L'Allemagne et nous : la guerre de l'énergie

Par Jean Guicheteau

C'est un fait désormais établi : notre capacité productive, notre produit intérieur, et par conséquent notre niveau de vie, dépendent en grande partie de la disponibilité d'une énergie abondante et relativement bon marché. Toute dégradation de l'offre de ce côté ne peut que nuire à la prospérité d'un pays; aujourd'hui, nous devons basculer vers une offre sans CO2. Or la France, grâce à sa capacité de production nucléaire (70% de l'électrique), était très bien placée pour bénéficier d'un avantage comparatif face à ses concurrents européens et mondiaux, en complétant cette offre par des ENR (gaz, 7% de l'électrique).
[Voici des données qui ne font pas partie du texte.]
//! Pipeline stages for document question answering.
//!
//! Each submodule implements exactly one step, so each is independently
//! testable and replaceable behind its trait seam.
//!
//! ## Data Flow
//!
//! ```text
//! input ──▶ extract ──▶ [session] ──▶ context ──▶ llm
//! (path/URL) (pdfium)               ▲  (truncate)  (chat completion)
//!                       search ─────┘
//!                       (web snippets, QaWithWeb only)
//! ```
//!
//! 1. [`input`]: read a local path or download a URL, check `%PDF`
//! 2. [`extract`]: pdfium text layer, page by page; runs in `spawn_blocking`
//! 3. [`search`]: top web results flattened to a bounded blob; fails soft
//! 4. [`context`]: fixed-prefix truncation per task
//! 5. [`llm`]: one request per call; fails soft into [`llm::Answer`]

pub mod context;
pub mod extract;
pub mod input;
pub mod llm;
pub mod search;
//! Web snippet fetching: query a search engine and flatten the top hits.
//!
//! Only the title and snippet of each result are used; result pages are never
//! fetched. The fetcher fails soft: whatever goes wrong, [`search_web`]
//! returns a bounded string, and an error simply reads as
//! `"Web search error: …"` inside the LLM context.

use crate::config::QaConfig;
use crate::error::PdfQaError;
use crate::pipeline::context::{truncate_chars, WEB_CONTEXT_CHARS};
use async_trait::async_trait;
use once_cell::sync::Lazy;
use scraper::{ElementRef, Html, Selector};
use serde::{Deserialize, Serialize};
use std::time::Duration;
use thiserror::Error;
use tracing::{debug, info, warn};

/// Default number of results folded into the web context.
pub const DEFAULT_MAX_RESULTS: usize = 3;

const USER_AGENT: &str = "Mozilla/5.0 (X11; Linux x86_64) AppleWebKit/537.36 (KHTML, like Gecko) Chrome/123.0 Safari/537.36";

/// One search hit. Only `title` and `body` reach the prompt.
#[derive(Debug, Clone, PartialEq, Eq, Serialize, Deserialize)]
pub struct SearchSnippet {
    pub title: String,
    pub body: String,
    pub href: String,
}

/// Why a search produced no usable snippets.
#[derive(Debug, Error)]
pub enum SearchError {
    #[error("search provider returned HTTP {status}")]
    Http { status: u16 },

    #[error("{0}")]
    Transport(String),

    #[error("no results found")]
    NoResults,
}

/// A general-purpose text search engine.
#[async_trait]
pub trait SearchProvider: Send + Sync {
    /// Return up to `max_results` hits for `query`, best first.
    async fn text(&self, query: &str, max_results: usize) -> Result<Vec<SearchSnippet>, SearchError>;
}

/// Search the web and return the flattened snippet blob.
///
/// Each hit contributes `"\n\n{title}\n{body}"`; the result is cut to
/// [`WEB_CONTEXT_CHARS`] characters. Never fails: errors and empty result
/// sets come back as `"Web search error: …"`.
pub async fn search_web(provider: &dyn SearchProvider, query: &str, max_results: usize) -> String {
    let outcome = match provider.text(query, max_results).await {
        Ok(hits) if hits.is_empty() => Err(SearchError::NoResults),
        other => other,
    };

    match outcome {
        Ok(hits) => {
            info!("Web search returned {} results", hits.len());
            flatten_snippets(&hits)
        }
        Err(e) => {
            warn!("Web search failed for {:?}: {}", query, e);
            truncate_chars(&format!("Web search error: {}", e), WEB_CONTEXT_CHARS).to_string()
        }
    }
}

/// Concatenate title and body of each hit, bounded to [`WEB_CONTEXT_CHARS`].
pub fn flatten_snippets(hits: &[SearchSnippet]) -> String {
    let mut blob = String::new();
    for hit in hits {
        blob.push_str("\n\n");
        blob.push_str(&hit.title);
        blob.push('\n');
        blob.push_str(&hit.body);
    }
    truncate_chars(&blob, WEB_CONTEXT_CHARS).to_string()
}

// ── DuckDuckGo ───────────────────────────────────────────────────────────

static RESULT: Lazy<Selector> = Lazy::new(|| Selector::parse("div.result").unwrap());
static TITLE: Lazy<Selector> = Lazy::new(|| Selector::parse("a.result__a").unwrap());
static SNIPPET: Lazy<Selector> = Lazy::new(|| Selector::parse(".result__snippet").unwrap());

/// [`SearchProvider`] backed by DuckDuckGo's HTML results page.
#[derive(Debug, Clone)]
pub struct DuckDuckGoSearch {
    endpoint: String,
    client: reqwest::Client,
}

impl DuckDuckGoSearch {
    /// Build a client for `endpoint` with a per-request `timeout`.
    pub fn new(endpoint: impl Into<String>, timeout: Duration) -> Result<Self, PdfQaError> {
        let client = reqwest::Client::builder()
            .timeout(timeout)
            .user_agent(USER_AGENT)
            .build()
            .map_err(|e| PdfQaError::Internal(format!("HTTP client: {}", e)))?;

        Ok(Self {
            endpoint: endpoint.into(),
            client,
        })
    }

    /// Build from the search fields of a [`QaConfig`].
    pub fn from_config(config: &QaConfig) -> Result<Self, PdfQaError> {
        Self::new(
            config.search_endpoint.clone(),
            Duration::from_secs(config.search_timeout_secs),
        )
    }
}

#[async_trait]
impl SearchProvider for DuckDuckGoSearch {
    async fn text(&self, query: &str, max_results: usize) -> Result<Vec<SearchSnippet>, SearchError> {
        debug!("Searching {:?} via {}", query, self.endpoint);

        let response = self
            .client
            .get(&self.endpoint)
            .query(&[("q", query)])
            .header(reqwest::header::ACCEPT, "text/html,application/xhtml+xml")
            .send()
            .await
            .map_err(|e| {
                if e.is_timeout() {
                    SearchError::Transport(format!("request timed out: {}", e))
                } else {
                    SearchError::Transport(e.to_string())
                }
            })?;

        let status = response.status();
        if !status.is_success() {
            return Err(SearchError::Http {
                status: status.as_u16(),
            });
        }

        let html = response
            .text()
            .await
            .map_err(|e| SearchError::Transport(e.to_string()))?;

        Ok(parse_results(&html, max_results))
    }
}

/// Pull organic results out of a DuckDuckGo HTML page, skipping ads.
pub fn parse_results(html: &str, max_results: usize) -> Vec<SearchSnippet> {
    let doc = Html::parse_document(html);

    doc.select(&RESULT)
        .filter(|el| !el.value().classes().any(|c| c == "result--ad"))
        .filter_map(|el| {
            let title_el = el.select(&TITLE).next()?;
            let title = collapse_whitespace(title_el);
            if title.is_empty() {
                return None;
            }
            let body = el
                .select(&SNIPPET)
                .next()
                .map(collapse_whitespace)
                .unwrap_or_default();
            let href = title_el.value().attr("href").unwrap_or_default().to_string();
            Some(SearchSnippet { title, body, href })
        })
        .take(max_results)
        .collect()
}

fn collapse_whitespace(el: ElementRef<'_>) -> String {
    el.text()
        .flat_map(str::split_whitespace)
        .collect::<Vec<_>>()
        .join(" ")
}
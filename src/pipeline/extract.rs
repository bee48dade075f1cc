//! Text extraction: PDF bytes → one plain-text string via pdfium.
//!
//! ## Threading
//!
//! pdfium is synchronous and CPU-bound, so page sources always run inside
//! `tokio::task::spawn_blocking`.
//!
//! ## Page joining
//!
//! Each page that yields text contributes `text + "\n"`; a page with no text
//! layer (scans, blank pages, figure-only pages) contributes nothing at all.
//! The rule lives in [`join_page_texts`], independent of pdfium.

use crate::error::PdfQaError;
use pdfium_render::prelude::*;
use serde::Serialize;
use std::path::PathBuf;
use std::sync::Arc;
use tracing::{debug, info, warn};

/// Result of a successful extraction.
#[derive(Debug, Clone, PartialEq, Eq, Serialize)]
pub struct DocumentText {
    /// Concatenated page text, each contributing page followed by `\n`.
    pub text: String,
    /// Pages in the document.
    pub page_count: usize,
    /// Pages that contributed text.
    pub pages_with_text: usize,
}

/// Produces the raw text of every page of a document, in order.
///
/// `None` (or an empty string) marks a page with no extractable text.
/// Structural failures must be reported as [`PdfQaError::DocumentParse`].
pub trait PageTextSource: Send + Sync {
    fn page_texts(&self, bytes: &[u8]) -> Result<Vec<Option<String>>, PdfQaError>;
}

/// Join per-page text in document order, skipping pages without text.
pub fn join_page_texts<I>(pages: I) -> DocumentText
where
    I: IntoIterator<Item = Option<String>>,
{
    let mut text = String::new();
    let mut page_count = 0;
    let mut pages_with_text = 0;

    for page in pages {
        page_count += 1;
        match page {
            Some(t) if !t.is_empty() => {
                text.push_str(&t);
                text.push('\n');
                pages_with_text += 1;
            }
            _ => debug!("Page {}: no extractable text, skipped", page_count),
        }
    }

    DocumentText {
        text,
        page_count,
        pages_with_text,
    }
}

/// Extract the text of a PDF held in memory using pdfium.
pub async fn extract_text(bytes: Vec<u8>) -> Result<DocumentText, PdfQaError> {
    extract_text_with(Arc::new(PdfiumTextSource), bytes).await
}

/// Extract the text of a document using a caller-supplied page source.
///
/// Runs inside `spawn_blocking` since page sources are synchronous.
pub async fn extract_text_with(
    source: Arc<dyn PageTextSource>,
    bytes: Vec<u8>,
) -> Result<DocumentText, PdfQaError> {
    let size = bytes.len();
    let pages = tokio::task::spawn_blocking(move || source.page_texts(&bytes))
        .await
        .map_err(|e| PdfQaError::Internal(format!("Extraction task panicked: {}", e)))??;

    let doc = join_page_texts(pages);
    info!(
        "Extracted {} chars from {}/{} pages ({} bytes)",
        doc.text.chars().count(),
        doc.pages_with_text,
        doc.page_count,
        size
    );
    Ok(doc)
}

/// [`PageTextSource`] backed by the pdfium text layer.
///
/// The library is bound on every call from, in order: `PDFIUM_LIB_PATH`, the
/// working directory, the system library path.
#[derive(Debug, Default, Clone, Copy)]
pub struct PdfiumTextSource;

impl PageTextSource for PdfiumTextSource {
    fn page_texts(&self, bytes: &[u8]) -> Result<Vec<Option<String>>, PdfQaError> {
        let pdfium = bind_pdfium()?;

        let document = pdfium
            .load_pdf_from_byte_slice(bytes, None)
            .map_err(|e| PdfQaError::DocumentParse {
                detail: format!("{:?}", e),
            })?;

        let pages = document.pages();
        debug!("PDF loaded: {} pages", pages.len());

        let texts = pages
            .iter()
            .enumerate()
            .map(|(idx, page)| match page.text() {
                Ok(text) => Some(text.all()),
                Err(e) => {
                    warn!("Page {}: text layer unreadable, skipped: {:?}", idx + 1, e);
                    None
                }
            })
            .collect();

        Ok(texts)
    }
}

/// Bind to a pdfium shared library.
fn bind_pdfium() -> Result<Pdfium, PdfQaError> {
    let bindings = match std::env::var("PDFIUM_LIB_PATH") {
        Ok(path) if !path.is_empty() => Pdfium::bind_to_library(PathBuf::from(path)),
        _ => Pdfium::bind_to_library(Pdfium::pdfium_platform_library_name_at_path("./"))
            .or_else(|_| Pdfium::bind_to_system_library()),
    }
    .map_err(|e| PdfQaError::PdfiumBindingFailed(e.to_string()))?;

    Ok(Pdfium::new(bindings))
}
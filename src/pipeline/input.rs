//! Input resolution: read a user-supplied path or URL into memory.
//!
//! Extraction works on an in-memory byte slice, so both local files and URL
//! downloads end up as a [`LoadedInput`]. The `%PDF` magic bytes are checked
//! here so callers get a meaningful error instead of a pdfium parse failure.

use crate::error::PdfQaError;
use std::path::{Path, PathBuf};
use std::time::Duration;
use tracing::{debug, info};

/// A document ready for upload.
#[derive(Debug, Clone)]
pub struct LoadedInput {
    /// Display name: the file name of the path or the last URL segment.
    pub filename: String,
    pub bytes: Vec<u8>,
}

/// Check if the input string looks like a URL.
pub fn is_url(input: &str) -> bool {
    input.starts_with("http://") || input.starts_with("https://")
}

/// Load a local file or download a URL.
pub async fn load_input(input: &str, timeout_secs: u64) -> Result<LoadedInput, PdfQaError> {
    if input.trim().is_empty() {
        return Err(PdfQaError::InvalidInput {
            input: input.to_string(),
        });
    }
    let loaded = if is_url(input) {
        download_url(input, timeout_secs).await?
    } else {
        read_local(Path::new(input)).await?
    };
    check_magic(&loaded)?;
    Ok(loaded)
}

/// Reject byte buffers that do not start with `%PDF`.
pub fn check_magic(input: &LoadedInput) -> Result<(), PdfQaError> {
    if input.bytes.starts_with(b"%PDF") {
        return Ok(());
    }
    Err(PdfQaError::NotAPdf {
        filename: input.filename.clone(),
        magic: input.bytes.iter().take(4).copied().collect(),
    })
}

async fn read_local(path: &Path) -> Result<LoadedInput, PdfQaError> {
    let bytes = tokio::fs::read(path).await.map_err(|e| match e.kind() {
        std::io::ErrorKind::PermissionDenied => PdfQaError::PermissionDenied {
            path: path.to_path_buf(),
        },
        _ => PdfQaError::FileNotFound {
            path: path.to_path_buf(),
        },
    })?;

    debug!("Read local PDF: {} ({} bytes)", path.display(), bytes.len());
    Ok(LoadedInput {
        filename: file_name_of(path),
        bytes,
    })
}

/// Download a URL into memory.
async fn download_url(url: &str, timeout_secs: u64) -> Result<LoadedInput, PdfQaError> {
    info!("Downloading PDF from: {}", url);

    let client = reqwest::Client::builder()
        .timeout(Duration::from_secs(timeout_secs))
        .build()
        .map_err(|e| PdfQaError::DownloadFailed {
            url: url.to_string(),
            reason: e.to_string(),
        })?;

    let response = client.get(url).send().await.map_err(|e| {
        if e.is_timeout() {
            PdfQaError::DownloadTimeout {
                url: url.to_string(),
                secs: timeout_secs,
            }
        } else {
            PdfQaError::DownloadFailed {
                url: url.to_string(),
                reason: e.to_string(),
            }
        }
    })?;

    if !response.status().is_success() {
        return Err(PdfQaError::DownloadFailed {
            url: url.to_string(),
            reason: format!("HTTP {}", response.status()),
        });
    }

    let bytes = response
        .bytes()
        .await
        .map_err(|e| PdfQaError::DownloadFailed {
            url: url.to_string(),
            reason: e.to_string(),
        })?;

    info!("Downloaded {} bytes", bytes.len());
    Ok(LoadedInput {
        filename: filename_from_url(url),
        bytes: bytes.to_vec(),
    })
}

fn file_name_of(path: &Path) -> String {
    path.file_name()
        .map(|n| n.to_string_lossy().into_owned())
        .unwrap_or_else(|| PathBuf::from(path).display().to_string())
}

/// Extract a reasonable filename from the URL path.
fn filename_from_url(url: &str) -> String {
    if let Ok(parsed) = reqwest::Url::parse(url) {
        if let Some(mut segments) = parsed.path_segments() {
            if let Some(last) = segments.next_back() {
                if !last.is_empty() {
                    return last.to_string();
                }
            }
        }
    }

    "downloaded.pdf".to_string()
}
//! Postgres-backed usage store (schema and interface stubs).

use async_trait::async_trait;

use crate::core::{EngineError, ScopeRef};
use crate::infra::store::UsageStore;

/// Postgres usage-store adapter placeholder.
///
/// Ships the schema and the atomic upsert statement; actual I/O requires a
/// database client and is left to the integration layer.
#[derive(Debug, Default)]
pub struct PostgresUsageStore;

impl PostgresUsageStore {
    /// Create a new adapter.
    pub fn new() -> Self {
        Self
    }

    /// Migration statements for the usage-window counters.
    pub fn migrations() -> &'static [&'static str] {
        &[
            r#"
CREATE TABLE IF NOT EXISTS postgate_usage_windows (
    scope_type TEXT NOT NULL,
    scope_id TEXT NOT NULL,
    window_secs BIGINT NOT NULL,
    window_start BIGINT NOT NULL,
    count BIGINT NOT NULL DEFAULT 0 CHECK (count >= 0),
    updated_at TIMESTAMPTZ NOT NULL DEFAULT NOW(),
    PRIMARY KEY (scope_type, scope_id, window_secs, window_start)
);
CREATE INDEX IF NOT EXISTS idx_postgate_usage_windows_scope ON postgate_usage_windows (scope_type, scope_id);
CREATE INDEX IF NOT EXISTS idx_postgate_usage_windows_start ON postgate_usage_windows (window_start);
"#,
        ]
    }

    /// Atomic compare-and-increment as a single upsert. The RETURNING value
    /// is the new count, matching [`UsageStore::increment`].
    pub const fn increment_sql() -> &'static str {
        r"
INSERT INTO postgate_usage_windows (scope_type, scope_id, window_secs, window_start, count)
VALUES ($1, $2, $3, $4, 1)
ON CONFLICT (scope_type, scope_id, window_secs, window_start)
DO UPDATE SET count = postgate_usage_windows.count + 1, updated_at = NOW()
RETURNING count
"
    }
}

#[async_trait]
impl UsageStore for PostgresUsageStore {
    async fn get(
        &self,
        _scope: &ScopeRef,
        _window_secs: u64,
        _window_start: u64,
    ) -> Result<u64, EngineError> {
        Err(EngineError::Backend(
            "postgres usage store not wired to database client".into(),
        ))
    }

    async fn increment(
        &self,
        _scope: &ScopeRef,
        _window_secs: u64,
        _window_start: u64,
    ) -> Result<u64, EngineError> {
        Err(EngineError::Backend(
            "postgres usage store not wired to database client".into(),
        ))
    }

    async fn known_scopes(&self) -> Result<Vec<ScopeRef>, EngineError> {
        Err(EngineError::Backend(
            "postgres usage store not wired to database client".into(),
        ))
    }
}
Cela n'a pas échappé à l'Allemagne, qui s'est tiré une balle dans le pied après Fukushima en décidant de fermer ses centrales nucléaires et ramener son parc de 36 à 7 (11% de l'électrique). C'était son droit et sa souveraineté, mais elle ne pouvait contraindre les autres à suivre sa politique aventureuse fondée exclusivement sur les renouvelables et le gaz. C'est pourtant ce qui s'est passé, mais pas de façon directe, comme toujours : elle a utilisé pour cela un vecteur de propagande et d'action désormais bien rodé et à sa disposition : l'Union européenne et notamment sa Commission avec le soutien d'autres pays européens situés dans son orbite (Pays-Bas, Luxembourg, Autriche...), hostiles au nucléaire et chargés d'aboyer à sa place...

Une taxonomie contestable

Il y eu d'abord le débat sur la taxonomie, soit le classement des activités économiques en fonction de leurs émissions de CO2 et de leurs conséquences sur l’environnement avec un financement plus facile pour les énergies propres. Au départ, le nucléaire était considéré au même plan que le gaz, c'est à dire polluant. La France a dû se battre contre l'Allemagne et ses partenaires, en rameutant d'autres pays comme la Roumanie, la République tchèque ou la Pologne comme soutiens. L'acte délégué du 2 février a mis sur le même plan (!) le nucléaire et le gaz comme "énergies intermédiaires" facilitant le passage aux renouvelables. Donc une décision faussement équilibrée, (nucléaire 6 grCO2/KWh contre gaz 243).

Des tarifs complètement déconnectés des coûts de production

Deuxième anicroche, plus grave : le calcul du prix européen de l'énergie. On a pour cela proposé d'aligner ce prix sur le coût marginal de la dernière centrale au gaz mise en service dans le réseau européen, mais ce prix a explosé avec celui du gaz, surtout depuis la guerre en Ukraine ! La tarification au coût marginal est en effet bénéfique au consommateur tant qu'il y a des capacités de production disponibles mais pas dans le cas inverse ! Dans ce cas, c'est le coût moyen qui doit s'appliquer, mais cela reviendrait à donner un net avantage aux industriels Français par rapport aux allemands car le coût moyen en France y est nettement inférieur. Un argument avancé consiste à favoriser les centrales à gaz qui sinon ne seraient pas mises en service car déficitaires, privant l'Europe de cette fourniture indispensable. Mais c'est confondre le tout et la partie : rien n'empêche les opérateurs de payer plus cher l'électricité marginale issue du gaz, mais en délayant ce surcoût dans un prix forfaitaire facturé au consommateur. C'est l'application du mix énergétique à la tarification. Or en France, ce surcoût ne devrait concerner que 7% du prix (correspondant à la part du gaz dans la production électrique).

Nous devons sortir de cet accord européen qui ne correspond pas à notre situation énergétique, diffrente des autres pays et de l'Allemagne ou le renégocier complètement car il est contraire à nos intérêts industriels.